Ночью, покуда он беседовал с советником, заговорщики тоже не спали, совещаясь о средствах к его скорейшему низложению. Наговоры и нашептывания королю сделали свое дело. На недавнего своего любимца Христиан V смотрел как на оскорбителя величества, хищника казны, первого своего злодея. Комендант, приверженец партии Грейфенфельда, получив от него предписание арестовать главнейших заговорщиков, не только не повиновался ему, но препроводил бумагу к королю. Это самоуправство канцлера окончательно его погубило. Не подозревая, что пьедестал его величия подкопан и подточен, Грейфенфельд ехал во дворец, заранее торжествуя свою победу над врагами. Но каково было его удивление и негодование, когда в приемной путь в королевские покои был ему прегражден часовыми. Канцлер повернулся к выходу, но и здесь был остановлен стражами.
— По повелению его величества! — отвечали ему на все расспросы. Граф, будто оглушенный громовым ударом, стоял поникнув головой, и в это время в приемную, из внутренних покоев, один за другим вышли его зложелатели. Шествие замыкал комендант. Следовавшая за ним сцена, напоминавшая басню о вороне в павлиньих перьях, была разыграна по желанию Христиана V.
— Позвольте ваш портфель! — сказал граф Браге, вынимая его из рук Грейфенфельда.
— Потрудитесь снять мантию! — произнес Фальсберг, снимая ее с плеч канцлера.
— Кстати, уж и орден, — добавил Альсен с усмешкой. — Носить слона на плечах — вам не под силу.
Грейфенфельд остался в одном мундире, и тогда подошел к нему комендант, требуя, чтобы ему он отдал шпагу. Канцлер повиновался, но гордо подняв голову и тряхнув ею, чтобы отбросить назад букли алонжевого парика, он громко сказал:
— Каждый из нас исполняет свой долг: я повинуюсь моему государю, а вы разыгрываете роли палачей, снимая с меня знаки отличия. Каждому свое… Только помните, господа, что в Дании есть суд, есть законы, дающие каждому человеку возможность оправдаться. Закон возвратит мне все то, чего я теперь лишаюсь, благодаря произволу и грубому насилию!

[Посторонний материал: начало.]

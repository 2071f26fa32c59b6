//! The bot's inner monologue: a log of what it decided and why.

use crate::strategy::Game;
use std::collections::VecDeque;

/// How many log lines to keep around for inspection.
const LOG_CAPACITY: usize = 250;

pub struct EEG {
    current_time: f32,
    pub log: VecDeque<String>,
    /// Decisions made during the current tick.
    pub events: Vec<Event>,
}

#[derive(Copy, Clone, Debug, Eq, PartialEq)]
pub enum Event {
    Kickoff,
    Atba,
    Shot,
    GetBoost,
    ShortShot,
    Retreat,
    RetreatBoost,
}

impl EEG {
    pub fn new() -> Self {
        Self {
            current_time: 0.0,
            log: VecDeque::new(),
            events: Vec::new(),
        }
    }

    pub fn begin(&mut self, game: &Game) {
        self.current_time = game.time;
        self.events.clear();
    }

    pub fn log(&mut self, source: &str, message: impl Into<String>) {
        let message = message.into();

        log::info!("{:>8.3} {}: {}", self.current_time, source, message);

        self.log.push_back(message);

        // Limit RAM usage
        while self.log.len() > LOG_CAPACITY {
            self.log.pop_front();
        }
    }

    pub fn track(&mut self, event: Event) {
        log::debug!("{:>8.3} event {:?}", self.current_time, event);
        self.events.push(event);
    }
}

impl Default for EEG {
    fn default() -> Self {
        Self::new()
    }
}
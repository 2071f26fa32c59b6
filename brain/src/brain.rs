use crate::{
    eeg::EEG,
    routines::{Progress, RoutineExecutor, RoutineStack, SimpleDriver, POPPED},
    shots::{NullShotFinder, ShotFinder},
    strategy::{Context, Example, Example2, Game, Strategy},
};
use common::{
    halfway_house::{FieldInfo, LiveDataPacket, PlayerInput},
    math::cap,
};
use nameof::name_of_type;

pub struct Brain {
    strategy: Box<dyn Strategy>,
    stack: RoutineStack,
    executor: Box<dyn RoutineExecutor>,
    shot_finder: Box<dyn ShotFinder + Send>,
    eeg: EEG,
    player_index: usize,
}

impl Brain {
    pub fn new(
        strategy: impl Strategy + 'static,
        executor: impl RoutineExecutor + 'static,
        shot_finder: impl ShotFinder + Send + 'static,
    ) -> Self {
        Self {
            strategy: Box::new(strategy),
            stack: RoutineStack::new(),
            executor: Box::new(executor),
            shot_finder: Box::new(shot_finder),
            eeg: EEG::new(),
            player_index: 0,
        }
    }

    pub fn example() -> Self {
        Self::new(Example::new(), SimpleDriver::new(), NullShotFinder::new())
    }

    pub fn example2() -> Self {
        Self::new(Example2::new(), SimpleDriver::new(), NullShotFinder::new())
    }

    pub fn set_player_index(&mut self, player_index: usize) {
        self.player_index = player_index;
    }

    pub fn player_index(&self) -> usize {
        self.player_index
    }

    pub fn strategy_name(&self) -> &str {
        self.strategy.name()
    }

    pub fn stack(&self) -> &RoutineStack {
        &self.stack
    }

    pub fn eeg(&self) -> &EEG {
        &self.eeg
    }

    /// Runs one tick. The caller is responsible for `player_index` pointing at
    /// a car that exists in `packet`.
    pub fn tick(&mut self, field: &FieldInfo, packet: &LiveDataPacket) -> PlayerInput {
        let game = Game::new(field, packet, self.player_index);
        self.eeg.begin(&game);

        let mut controls = PlayerInput::default();

        self.strategy.run(&mut Context::new(
            &game,
            &mut self.stack,
            &mut controls,
            &*self.shot_finder,
            &mut self.eeg,
        ));

        if let Some(routine) = self.stack.top() {
            if self.executor.step(routine, &game, &mut controls) == Progress::Done {
                if let Some(routine) = self.stack.pop() {
                    self.eeg
                        .log(name_of_type!(RoutineStack), format!("{} {}", POPPED, routine));
                }
            }
        }

        controls.Throttle = cap(controls.Throttle, -1.0, 1.0);
        controls.Steer = cap(controls.Steer, -1.0, 1.0);
        controls.Pitch = cap(controls.Pitch, -1.0, 1.0);
        controls.Yaw = cap(controls.Yaw, -1.0, 1.0);
        controls.Roll = cap(controls.Roll, -1.0, 1.0);

        controls
    }
}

Он опять сделал несколько шагов к выходу, но комендант загородил ему дорогу.
— Следуйте за мной! — сказал он графу, приглашая его выйти из приемной боковыми дверьми, выходившими во двор, где находилась гауптвахта. Через полчаса Грейфенфельд находился в крепости. К его дому была приставлена стража; на движимое имущество был наложен арест; все бумаги были захвачены и препровождены в следственную комиссию. Между ними найдены были: облигации лондонского и амстердамского банков на сумму свыше десяти миллионов риксдалеров; несколько собственноручных писем королевы; тетради дневников Грейфенфельда, в которых канцлер весьма дерзко отзывался о короле и его супруге. Следственная комиссия, назначенная для суда над Грейфенфельдом, составлена была из двадцати трех человек. Допросы начались.

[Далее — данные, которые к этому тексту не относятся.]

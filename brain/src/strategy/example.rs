use crate::{
    eeg::Event,
    mechanics::{default_pd, default_throttle},
    routines::Routine,
    strategy::{Context, Strategy},
};
use common::rl;
use derive_new::new;
use nameof::name_of_type;

/// The simplest possible bot: chase the ball with raw controls every tick,
/// and keep exactly one routine on the stack.
#[derive(new)]
pub struct Example;

impl Strategy for Example {
    fn name(&self) -> &str {
        name_of_type!(Example)
    }

    fn run(&mut self, ctx: &mut Context<'_>) {
        let game = ctx.game;

        let relative_target = game.ball.location - game.me.location;
        let local_target = game.me.local(relative_target);
        default_pd(game, ctx.controls, local_target);
        default_throttle(game, ctx.controls, rl::CAR_MAX_SPEED);

        if ctx.stack.is_empty() {
            if game.kickoff_flag {
                ctx.eeg.track(Event::Kickoff);
                ctx.push(Routine::Kickoff);
            } else {
                ctx.eeg.track(Event::Atba);
                ctx.push(Routine::Atba);
            }
        }
    }
}
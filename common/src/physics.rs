//! Various mathematical truths about Rocket League.

use crate::halfway_house::Rotator;
use nalgebra::Vector3;

/// A car's orientation as three world-space unit axes.
///
/// Local coordinates use x forward, y right, z through the roof.
#[derive(Debug, Copy, Clone, PartialEq)]
pub struct CarFrame {
    pub forward: Vector3<f32>,
    pub right: Vector3<f32>,
    pub roof: Vector3<f32>,
}

impl CarFrame {
    /// Builds the frame from Unreal's (pitch, yaw, roll) angles.
    pub fn from_rotator(rot: &Rotator) -> Self {
        let (sp, cp) = rot.Pitch.sin_cos();
        let (sy, cy) = rot.Yaw.sin_cos();
        let (sr, cr) = rot.Roll.sin_cos();
        Self {
            forward: Vector3::new(cp * cy, cp * sy, sp),
            right: Vector3::new(cy * sp * sr - cr * sy, sy * sp * sr + cr * cy, -cp * sr),
            roof: Vector3::new(-cr * cy * sp - sr * sy, -cr * sy * sp + sr * cy, cp * cr),
        }
    }

    /// Translates a world-space vector into this frame.
    pub fn local(&self, v: Vector3<f32>) -> Vector3<f32> {
        Vector3::new(self.forward.dot(&v), self.right.dot(&v), self.roof.dot(&v))
    }
}

impl Default for CarFrame {
    fn default() -> Self {
        Self::from_rotator(&Rotator::default())
    }
}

Опытный юрист, бывший редактор свода государственных законов, защищался как нельзя лучше, и каждое заседание суда можно было назвать торжеством Грейфенфельда. С редким красноречием и достоинством он отражал возводимые на него обвинения, защищаясь, будто броней, статьями закона и доводами здравого смысла. Если бы выше закона в Дании не стояла тогда воля короля, Грейфенфельд, без сомнения, был бы оправдан, но гибель его была предрешена королем, и суд приговорил его к смертной казни, как оскорбителя величества и лихоимца.
Грейфенфельд выслушал свой приговор с спокойствием правого человека. Может быть, он надеялся на ходатайство королевы или на внимание короля к прежним его заслугам. В день казни Грейфенфельд, преодолевая нервную дрожь, пробежавшую по его телу, бодро вышел из темницы и сопровождаемый пастором сел в карету, в которой был привезен к подножию эшафота. Взойдя на него, он окинул глазами обширную площадь, будто вымощенную головами зрителей; кровли и окна домов были унизаны любопытными.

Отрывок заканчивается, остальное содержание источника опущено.